Sunday 15th November 2015
G mentions what he had been through and how amazingly it opened up lots of new opportunities. He suffered a severe physical breakdown with alcohol abuse, falling downstairs and breaking his shoulder, having kidney and liver problems. A real mess but he was unconscious through most of it, so doesn’t remember how traumatic it all was, especially for his family.
He’s made an amazing recovery but now his partner C is suffering with cervical cancer. She had clear smears but started bleeding and told M when they were out for a walk one day. So M said you must get that checked out. She’s having chemotherapy, with radio therapy to follow.
She’s a bit manic, on steroids and she says she had a vision of a finished piece of work that she just has to do. She was dozing when she became aware of herself lying on the bed, and saw a flash of brilliant light, followed by a continuous flow of images of different designs and patterns.
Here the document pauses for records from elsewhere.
//! RFC 9457 Problem Details for HTTP APIs.
//!
//! Provides structured error responses following the Problem Details standard.
//! See: <https://www.rfc-editor.org/rfc/rfc9457.html>

use axum::{
    http::StatusCode,
    response::{IntoResponse, Response},
    Json,
};
use serde::{Deserialize, Serialize};

use erwait_lib::Error as LibError;

/// Problem type URI for invalid request parameters.
pub const PROBLEM_INVALID_REQUEST: &str = "/problems/invalid-request";

/// Problem type URI for upstream payloads that cannot be turned into a feed.
pub const PROBLEM_BAD_GATEWAY: &str = "/problems/bad-upstream-payload";

/// Problem type URI for internal server errors.
pub const PROBLEM_INTERNAL_ERROR: &str = "/problems/internal-error";

/// RFC 9457 Problem Details response structure.
///
/// # Example
///
/// ```
/// use erwait_service_shared::{ProblemDetails, PROBLEM_BAD_GATEWAY};
/// use axum::http::StatusCode;
///
/// let problem = ProblemDetails::new(
///     PROBLEM_BAD_GATEWAY,
///     "Bad Upstream Payload",
///     StatusCode::BAD_GATEWAY,
/// )
/// .with_detail("upstream payload was an object")
/// .with_request_id("req-12345");
/// ```
#[derive(Debug, Clone, Serialize, Deserialize)]
pub struct ProblemDetails {
    /// URI reference identifying the problem type (relative).
    #[serde(rename = "type")]
    pub type_uri: String,

    /// Short, human-readable summary of the problem.
    pub title: String,

    /// HTTP status code for this problem.
    pub status: u16,

    /// Human-readable explanation specific to this occurrence.
    #[serde(skip_serializing_if = "Option::is_none")]
    pub detail: Option<String>,

    /// URI reference identifying the specific occurrence (e.g., request ID).
    #[serde(skip_serializing_if = "Option::is_none")]
    pub instance: Option<String>,
}

impl ProblemDetails {
    /// Create a new ProblemDetails with required fields.
    pub fn new(type_uri: impl Into<String>, title: impl Into<String>, status: StatusCode) -> Self {
        Self {
            type_uri: type_uri.into(),
            title: title.into(),
            status: status.as_u16(),
            detail: None,
            instance: None,
        }
    }

    /// Add a detailed explanation of this specific problem occurrence.
    pub fn with_detail(mut self, detail: impl Into<String>) -> Self {
        self.detail = Some(detail.into());
        self
    }

    /// Add the request identifier for tracing.
    pub fn with_request_id(mut self, request_id: impl Into<String>) -> Self {
        self.instance = Some(request_id.into());
        self
    }

    /// Create a 400 Bad Request problem for invalid input.
    pub fn bad_request(detail: impl Into<String>, request_id: impl Into<String>) -> Self {
        Self::new(
            PROBLEM_INVALID_REQUEST,
            "Invalid Request",
            StatusCode::BAD_REQUEST,
        )
        .with_detail(detail)
        .with_request_id(request_id)
    }

    /// Create a 502 Bad Gateway problem for unusable upstream payloads.
    pub fn bad_gateway(detail: impl Into<String>, request_id: impl Into<String>) -> Self {
        Self::new(
            PROBLEM_BAD_GATEWAY,
            "Bad Upstream Payload",
            StatusCode::BAD_GATEWAY,
        )
        .with_detail(detail)
        .with_request_id(request_id)
    }

    /// Create a 500 Internal Server Error problem.
    pub fn internal_error(detail: impl Into<String>, request_id: impl Into<String>) -> Self {
        Self::new(
            PROBLEM_INTERNAL_ERROR,
            "Internal Error",
            StatusCode::INTERNAL_SERVER_ERROR,
        )
        .with_detail(detail)
        .with_request_id(request_id)
    }
}

impl std::fmt::Display for ProblemDetails {
    fn fmt(&self, f: &mut std::fmt::Formatter<'_>) -> std::fmt::Result {
        write!(
            f,
            "{}: {}",
            self.title,
            self.detail.as_deref().unwrap_or("")
        )
    }
}

impl std::error::Error for ProblemDetails {}

/// Implement IntoResponse for axum to return ProblemDetails as HTTP responses.
impl IntoResponse for ProblemDetails {
    fn into_response(self) -> Response {
        let status = StatusCode::from_u16(self.status).unwrap_or(StatusCode::INTERNAL_SERVER_ERROR);

        let mut response = Json(&self).into_response();
        response.headers_mut().insert(
            axum::http::header::CONTENT_TYPE,
            axum::http::HeaderValue::from_static("application/problem+json"),
        );

        *response.status_mut() = status;
        response
    }
}

/// Convert library errors to HTTP responses.
///
/// Upstream transport failures answer `403 Forbidden` with an empty body,
/// which feed readers polling the endpoint already expect. Unusable payloads
/// become `502` problems; anything else is a `500` problem.
pub fn error_response(error: &LibError, request_id: &str) -> Response {
    if error.is_transport() {
        return StatusCode::FORBIDDEN.into_response();
    }

    if error.is_payload() {
        return ProblemDetails::bad_gateway(error.to_string(), request_id).into_response();
    }

    ProblemDetails::internal_error(error.to_string(), request_id).into_response()
}
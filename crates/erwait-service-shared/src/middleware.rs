//! HTTP middleware for the feed service.
//!
//! - [`RequestId`]: Newtype for correlation ID extraction/generation
//! - [`extract_or_generate_request_id`]: Extract X-Request-ID header or generate UUID v7
//! - [`MetricsLayer`]: Tower middleware for request spans and HTTP metrics
//!
//! # Request ID Propagation
//!
//! The middleware extracts the `X-Request-ID` header if present, otherwise
//! generates a UUID v7. The ID is stored in the request extensions for
//! handlers, attached to the request span, and echoed on the response.
//!
//! # Metrics Recording
//!
//! - `http_requests_total`: Counter by method, path, status bucket
//! - `http_request_duration_seconds`: Histogram by method, path
//! - `http_response_size_bytes`: Histogram by method, path

use std::future::Future;
use std::pin::Pin;
use std::task::{Context, Poll};
use std::time::Instant;

use axum::http::{HeaderMap, HeaderValue, Request, Response};
use pin_project_lite::pin_project;
use tower::{Layer, Service};
use tracing::{info_span, Span};
use uuid::Uuid;

/// Header carrying the correlation ID.
pub const REQUEST_ID_HEADER: &str = "x-request-id";

/// Placeholder replacing facility codes in metric labels.
const FACILITY_PLACEHOLDER: &str = "{facility_code}";

/// Newtype wrapper for request correlation IDs.
#[derive(Debug, Clone, PartialEq, Eq)]
pub struct RequestId(pub String);

impl RequestId {
    pub fn new(id: impl Into<String>) -> Self {
        Self(id.into())
    }

    /// Generate a new UUID v7 request ID.
    pub fn generate() -> Self {
        Self(Uuid::now_v7().to_string())
    }

    pub fn as_str(&self) -> &str {
        &self.0
    }
}

impl std::fmt::Display for RequestId {
    fn fmt(&self, f: &mut std::fmt::Formatter<'_>) -> std::fmt::Result {
        write!(f, "{}", self.0)
    }
}

impl From<&str> for RequestId {
    fn from(s: &str) -> Self {
        Self(s.to_string())
    }
}

/// Extract the request ID from headers or generate a new UUID v7.
///
/// Empty or non-UTF-8 header values are ignored.
pub fn extract_or_generate_request_id(headers: &HeaderMap) -> RequestId {
    headers
        .get(REQUEST_ID_HEADER)
        .and_then(|v| v.to_str().ok())
        .filter(|s| !s.is_empty())
        .map(RequestId::from)
        .unwrap_or_else(RequestId::generate)
}

/// Normalize a request path for metric labels.
///
/// Strips the query string and replaces the facility code segment of
/// `/er_waittime/<code>` so every facility shares one label.
pub fn normalize_path(path: &str) -> String {
    let path = path.split('?').next().unwrap_or(path);

    match path.strip_prefix("/er_waittime/") {
        Some(rest) if !rest.is_empty() => format!("/er_waittime/{}", FACILITY_PLACEHOLDER),
        _ => path.to_string(),
    }
}

/// Group status codes into "2xx".."5xx" buckets.
fn status_bucket(status: u16) -> &'static str {
    match status {
        200..=299 => "2xx",
        300..=399 => "3xx",
        400..=499 => "4xx",
        500..=599 => "5xx",
        _ => "other",
    }
}

// =============================================================================
// MetricsLayer - Tower middleware for HTTP metrics
// =============================================================================

/// Tower layer opening a request span and recording HTTP metrics.
#[derive(Debug, Clone)]
pub struct MetricsLayer;

impl<S> Layer<S> for MetricsLayer {
    type Service = MetricsMiddleware<S>;

    fn layer(&self, inner: S) -> Self::Service {
        MetricsMiddleware { inner }
    }
}

/// Middleware service created by [`MetricsLayer`].
#[derive(Debug, Clone)]
pub struct MetricsMiddleware<S> {
    inner: S,
}

impl<S, ReqBody, ResBody> Service<Request<ReqBody>> for MetricsMiddleware<S>
where
    S: Service<Request<ReqBody>, Response = Response<ResBody>> + Clone + Send + 'static,
    S::Future: Send,
    ReqBody: Send + 'static,
    ResBody: http_body::Body + Send + 'static,
{
    type Response = S::Response;
    type Error = S::Error;
    type Future = MetricsFuture<S::Future>;

    fn poll_ready(&mut self, cx: &mut Context<'_>) -> Poll<Result<(), Self::Error>> {
        self.inner.poll_ready(cx)
    }

    fn call(&mut self, mut req: Request<ReqBody>) -> Self::Future {
        let start = Instant::now();

        let method = req.method().to_string();
        let path = normalize_path(req.uri().path());

        let request_id = extract_or_generate_request_id(req.headers());
        req.extensions_mut().insert(request_id.clone());

        let span = info_span!(
            "request",
            request_id = %request_id,
            method = %method,
            path = %path,
        );

        {
            let _enter = span.enter();
            tracing::info!("handling request");
        }

        let future = self.inner.call(req);

        MetricsFuture {
            inner: future,
            start,
            method,
            path,
            request_id,
            span,
        }
    }
}

pin_project! {
    /// Future wrapper that records metrics on completion.
    pub struct MetricsFuture<F> {
        #[pin]
        inner: F,
        start: Instant,
        method: String,
        path: String,
        request_id: RequestId,
        span: Span,
    }
}

impl<F, ResBody, E> Future for MetricsFuture<F>
where
    F: Future<Output = Result<Response<ResBody>, E>>,
    ResBody: http_body::Body,
{
    type Output = F::Output;

    fn poll(self: Pin<&mut Self>, cx: &mut Context<'_>) -> Poll<Self::Output> {
        let this = self.project();
        let _enter = this.span.enter();

        let mut result = match this.inner.poll(cx) {
            Poll::Pending => return Poll::Pending,
            Poll::Ready(result) => result,
        };

        let duration_secs = this.start.elapsed().as_secs_f64();
        let latency_ms = duration_secs * 1000.0;

        metrics::histogram!(
            "http_request_duration_seconds",
            "method" => this.method.clone(),
            "path" => this.path.clone()
        )
        .record(duration_secs);

        match &mut result {
            Ok(response) => {
                let status = response.status().as_u16();

                metrics::counter!(
                    "http_requests_total",
                    "method" => this.method.clone(),
                    "path" => this.path.clone(),
                    "status" => status_bucket(status)
                )
                .increment(1);

                if let Some(size) = response.body().size_hint().exact() {
                    metrics::histogram!(
                        "http_response_size_bytes",
                        "method" => this.method.clone(),
                        "path" => this.path.clone()
                    )
                    .record(size as f64);
                }

                if let Ok(value) = HeaderValue::from_str(this.request_id.as_str()) {
                    response.headers_mut().insert(REQUEST_ID_HEADER, value);
                }

                tracing::info!(status = status, latency_ms = latency_ms, "request completed");
            }
            Err(_) => {
                metrics::counter!(
                    "http_requests_total",
                    "method" => this.method.clone(),
                    "path" => this.path.clone(),
                    "status" => "5xx"
                )
                .increment(1);

                tracing::error!(latency_ms = latency_ms, "request failed");
            }
        }

        Poll::Ready(result)
    }
}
She accepts this was like an acid trip, triggered by the chemo. But the image of the finished piece – like a solid circular glass column with intersecting dots and lines, based around a grid – so seized her, she said ‘I just had to get on and start working on it straight away.’
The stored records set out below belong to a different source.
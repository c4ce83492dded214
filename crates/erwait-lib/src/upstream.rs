use async_trait::async_trait;
use reqwest::header::ACCEPT;
use reqwest::Client;
use serde_json::Value;
use tracing::{debug, warn};

use crate::config::UpstreamConfig;
use crate::error::{Error, Result};

/// Source of raw wait-time payloads for a facility.
///
/// The HTTP handlers only see this trait so tests can swap the real upstream
/// client for canned payloads.
#[async_trait]
pub trait WaitTimeSource: Send + Sync {
    /// Fetch the raw JSON payload for `facility_code`.
    ///
    /// Transport failures and non-success statuses are returned as errors for
    /// which [`Error::is_transport`] holds. A body that is not JSON at all is
    /// reported as [`Error::UnexpectedShape`].
    async fn fetch(&self, facility_code: &str) -> Result<Value>;

    /// Where payloads come from, for readiness reporting.
    fn endpoint(&self) -> String;
}

/// Authenticated client for the upstream wait-time API.
///
/// Issues exactly one GET per call; no retries and no timeout beyond the
/// HTTP client's defaults.
#[derive(Debug, Clone)]
pub struct UpstreamClient {
    config: UpstreamConfig,
    http: Client,
}

impl UpstreamClient {
    /// Create a client with a fresh connection pool.
    pub fn new(config: UpstreamConfig) -> Result<Self> {
        let http = Client::builder()
            .user_agent(concat!(env!("CARGO_PKG_NAME"), "/", env!("CARGO_PKG_VERSION")))
            .build()?;
        Ok(Self::with_client(config, http))
    }

    /// Create a client reusing an existing `reqwest::Client`.
    pub fn with_client(config: UpstreamConfig, http: Client) -> Self {
        Self { config, http }
    }

    pub fn config(&self) -> &UpstreamConfig {
        &self.config
    }
}

#[async_trait]
impl WaitTimeSource for UpstreamClient {
    async fn fetch(&self, facility_code: &str) -> Result<Value> {
        let url = self.config.request_url(facility_code);
        debug!(facility_code, url = %url, "requesting wait times from upstream");

        let response = self
            .http
            .get(url)
            .bearer_auth(self.config.token())
            .header(ACCEPT, "application/json")
            .send()
            .await?;

        let status = response.status();
        if !status.is_success() {
            warn!(facility_code, status = status.as_u16(), "upstream returned error status");
            return Err(Error::UpstreamStatus {
                status: status.as_u16(),
            });
        }

        let body = response.bytes().await?;
        debug!(facility_code, bytes = body.len(), "upstream payload received");

        serde_json::from_slice(&body).map_err(|e| Error::UnexpectedShape {
            found: format!("not valid JSON ({})", e),
        })
    }

    fn endpoint(&self) -> String {
        let url = self.config.base_url();
        match url.host_str() {
            Some(host) => format!("{}://{}", url.scheme(), host),
            None => url.scheme().to_string(),
        }
    }
}

#[cfg(test)]
mod tests {
    use super::*;

    #[test]
    fn endpoint_hides_path_and_query() {
        let config =
            UpstreamConfig::new("https://api.example.com/v1/waittimes?key=1", "token").unwrap();
        let client = UpstreamClient::new(config).expect("client builds");
        assert_eq!(client.endpoint(), "https://api.example.com");
    }

    #[test]
    fn debug_output_does_not_leak_token() {
        let config = UpstreamConfig::new("https://api.example.com/", "hunter2").unwrap();
        let client = UpstreamClient::new(config).expect("client builds");
        assert!(!format!("{:?}", client).contains("hunter2"));
    }
}
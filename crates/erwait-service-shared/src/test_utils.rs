//! Test utilities for handler testing.
//!
//! [`StaticSource`] stands in for the upstream API: it answers every fetch
//! with the same canned payload or failure and remembers which facility codes
//! were requested.

use std::sync::{Arc, Mutex};

use async_trait::async_trait;
use erwait_lib::{Error as LibError, Result as LibResult, WaitTimeSource};
use serde_json::{json, Value};

use crate::state::AppState;

/// Endpoint reported by [`StaticSource`] in readiness probes.
pub const STATIC_ENDPOINT: &str = "static://test";

#[derive(Debug, Clone)]
enum Canned {
    Payload(Value),
    Status(u16),
    NotJson,
}

/// Canned [`WaitTimeSource`]. Clones share the request log.
#[derive(Debug, Clone)]
pub struct StaticSource {
    canned: Canned,
    requested: Arc<Mutex<Vec<String>>>,
}

impl StaticSource {
    fn new(canned: Canned) -> Self {
        Self {
            canned,
            requested: Arc::new(Mutex::new(Vec::new())),
        }
    }

    /// Answer every fetch with `payload`.
    pub fn payload(payload: Value) -> Self {
        Self::new(Canned::Payload(payload))
    }

    /// Fail every fetch as if the upstream answered with `status`.
    pub fn upstream_status(status: u16) -> Self {
        Self::new(Canned::Status(status))
    }

    /// Fail every fetch as if the upstream body was not JSON.
    pub fn not_json() -> Self {
        Self::new(Canned::NotJson)
    }

    /// Facility codes requested so far, in order.
    pub fn requested(&self) -> Vec<String> {
        self.requested
            .lock()
            .map(|codes| codes.clone())
            .unwrap_or_default()
    }
}

#[async_trait]
impl WaitTimeSource for StaticSource {
    async fn fetch(&self, facility_code: &str) -> LibResult<Value> {
        if let Ok(mut codes) = self.requested.lock() {
            codes.push(facility_code.to_string());
        }

        match &self.canned {
            Canned::Payload(payload) => Ok(payload.clone()),
            Canned::Status(status) => Err(LibError::UpstreamStatus { status: *status }),
            Canned::NotJson => Err(LibError::UnexpectedShape {
                found: "not valid JSON".to_string(),
            }),
        }
    }

    fn endpoint(&self) -> String {
        STATIC_ENDPOINT.to_string()
    }
}

/// One-record payload used across handler tests.
pub fn sample_payload() -> Value {
    json!([{ "facilityCode": "ABC123", "waitTimeInSeconds": 185 }])
}

/// State whose source answers with `payload`.
pub fn test_state(payload: Value) -> AppState {
    AppState::from_source(StaticSource::payload(payload))
}

/// Generate a unique request ID for testing.
pub fn test_request_id() -> String {
    format!("test-{}", uuid::Uuid::now_v7())
}
//! Application state for the HTTP handlers.
//!
//! The upstream configuration is read once at startup and the resulting
//! client is shared by every request through axum's `State` extractor.

use std::sync::Arc;

use erwait_lib::{Error as LibError, UpstreamClient, UpstreamConfig, WaitTimeSource};

/// Error during application state initialization.
#[derive(Debug)]
pub enum AppStateError {
    /// `ERURL`/`ERTOKEN` were missing or unusable.
    Config(LibError),

    /// The HTTP client could not be constructed.
    Client(LibError),
}

impl std::fmt::Display for AppStateError {
    fn fmt(&self, f: &mut std::fmt::Formatter<'_>) -> std::fmt::Result {
        match self {
            Self::Config(e) => write!(f, "invalid upstream configuration: {}", e),
            Self::Client(e) => write!(f, "failed to build upstream client: {}", e),
        }
    }
}

impl std::error::Error for AppStateError {
    fn source(&self) -> Option<&(dyn std::error::Error + 'static)> {
        match self {
            Self::Config(e) | Self::Client(e) => Some(e),
        }
    }
}

/// Shared application state for all axum handlers.
///
/// This struct is cheaply cloneable (using `Arc` internally) and should be
/// shared via axum's `State` extractor.
///
/// # Example
///
/// ```ignore
/// use erwait_service_shared::{router, AppState};
///
/// let state = AppState::from_env()?;
/// let app = router(state);
/// ```
#[derive(Clone)]
pub struct AppState {
    inner: Arc<AppStateInner>,
}

struct AppStateInner {
    source: Arc<dyn WaitTimeSource>,
}

impl AppState {
    /// Build state from `ERURL` and `ERTOKEN`.
    pub fn from_env() -> Result<Self, AppStateError> {
        let config = UpstreamConfig::from_env().map_err(AppStateError::Config)?;
        Self::from_config(config)
    }

    /// Build state around a real upstream client.
    pub fn from_config(config: UpstreamConfig) -> Result<Self, AppStateError> {
        tracing::info!(upstream = %config.base_url(), "configuring upstream client");
        let client = UpstreamClient::new(config).map_err(AppStateError::Client)?;
        Ok(Self::from_source(client))
    }

    /// Build state around any payload source. Tests use this to inject fakes.
    pub fn from_source(source: impl WaitTimeSource + 'static) -> Self {
        Self {
            inner: Arc::new(AppStateInner {
                source: Arc::new(source),
            }),
        }
    }

    /// Access the payload source.
    pub fn source(&self) -> &dyn WaitTimeSource {
        self.inner.source.as_ref()
    }
}

impl std::fmt::Debug for AppState {
    fn fmt(&self, f: &mut std::fmt::Formatter<'_>) -> std::fmt::Result {
        f.debug_struct("AppState")
            .field("upstream", &self.inner.source.endpoint())
            .finish()
    }
}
And this liberated her to work on something she wanted to do, to stop preparing something for a local exhibition (‘you always have to think what people will want’) and to work on something for herself, purely what she wanted to do.
She is manic but in positive, creative way that’s probably good for her. M and V talked as we were leaving about C needing to take it easy, not to do so much, to let her body rest.
But part of me thought, she’s feeling the compulsion to create. Isn’t that good?
Monday 15th November 2021
I’ve just been very struck by a comment from Adele in The Guardian. Her new album arose from a long period of introspection and commitment to sitting with uncomfortable feelings. ‘Whenever I noticed how I was feeling I would sit down and I would sit with it,’ she said.
And another quote from Sally Rooney’s Beautiful World, Where Are You? One of the characters is remembering keeping notes: ‘my only aim was to get the image down clearly and simply so that I would later remember how it felt.’
And now. An attempt.
Don’t tense yourself; take it easy.
Look at the flowers there in that bowl.
These lines are from a poem by Anthony Hecht,1 Behold the Lilies of the Field2 which seems to me to refer to this process or ‘sitting with’. One critic said the poem’s about torture - which it is, the horrific torture of Roman emperor Valerian at the hands of the Persian emperor Shapur I.
But I also read it as being about a therapy session. It’s about holding the gaze.
Look at the flowers.
Yes. I am looking. I wish I could be like them.
Amongst other things, Hecht said:
Poetry operates by hints and dark suggestions. It is full of secrets and hidden formulae, like a witch’s brew.
Children know from a remarkably early age that things are being kept from them, that grown-ups participate in a world of mysteries.
It doesn’t seem to me strange that children should like the macabre, the sensational, and the forbidden.
Mysteries, like the Masonic rites, are ones parents and elders are sworn not to reveal to the uninitiated, which include all children. And so we sought for signs.3
Video and photo of teamLab Planets, Tokyo ©2025 John Davies
In her Anthony Hecht: a review essay, Victoria recently described him as ‘a much more rebarbative and unusual poet than I had realised.’
The Hudson Review, Vol. 14, No. 3 (Autumn, 1961), pp. 368-370 Via jstor.org
I don’t know exactly where these quotations come from so I hope they are genuine. I think I trawled them off the internet without noting the sources.